STUDY MATERIAL →

= Beginning of Section =

//! Wall/other labeling of point clouds.
//!
//! [`ProximityLabeler`] classifies target points by their plan-view distance
//! to a reference mask; [`encode`] and [`decode`] move between
//! classifications, color-coded overlay clouds and the dense
//! `[x, y, z, r, g, b, label]` table used for training data.

#![forbid(unsafe_code)]

pub mod codec;
pub mod error;
pub mod proximity;
pub mod sampling;

pub use codec::{classify_overlay, decode, encode, DecodedClouds, LabeledPointCloud, LabeledRecord};
pub use error::{CodecError, LabelError};
pub use proximity::{
    label_cloud, label_preview, label_preview_seeded, overlay_cloud, PreviewLabels,
    ProximityLabeler,
};
pub use sampling::{preview_sample_size, sample_indices};
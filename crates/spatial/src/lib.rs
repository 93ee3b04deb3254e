#![forbid(unsafe_code)]

pub mod planar_index;

pub use planar_index::PlanarIndex;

= End of Section =

Retype exactly, please, only the lines of the entries that run from the one containing "pub mod error;" to the last.

RESULT →
pub mod error;
pub mod proximity;
pub mod sampling;

pub use codec::{classify_overlay, decode, encode, DecodedClouds, LabeledPointCloud, LabeledRecord};
pub use error::{CodecError, LabelError};
pub use proximity::{
    label_cloud, label_preview, label_preview_seeded, overlay_cloud, PreviewLabels,
    ProximityLabeler,
};
pub use sampling::{preview_sample_size, sample_indices};
filename crates/spatial/src/lib.rs
repository 93ee3b04deb3254e
#![forbid(unsafe_code)]

pub mod planar_index;

pub use planar_index::PlanarIndex;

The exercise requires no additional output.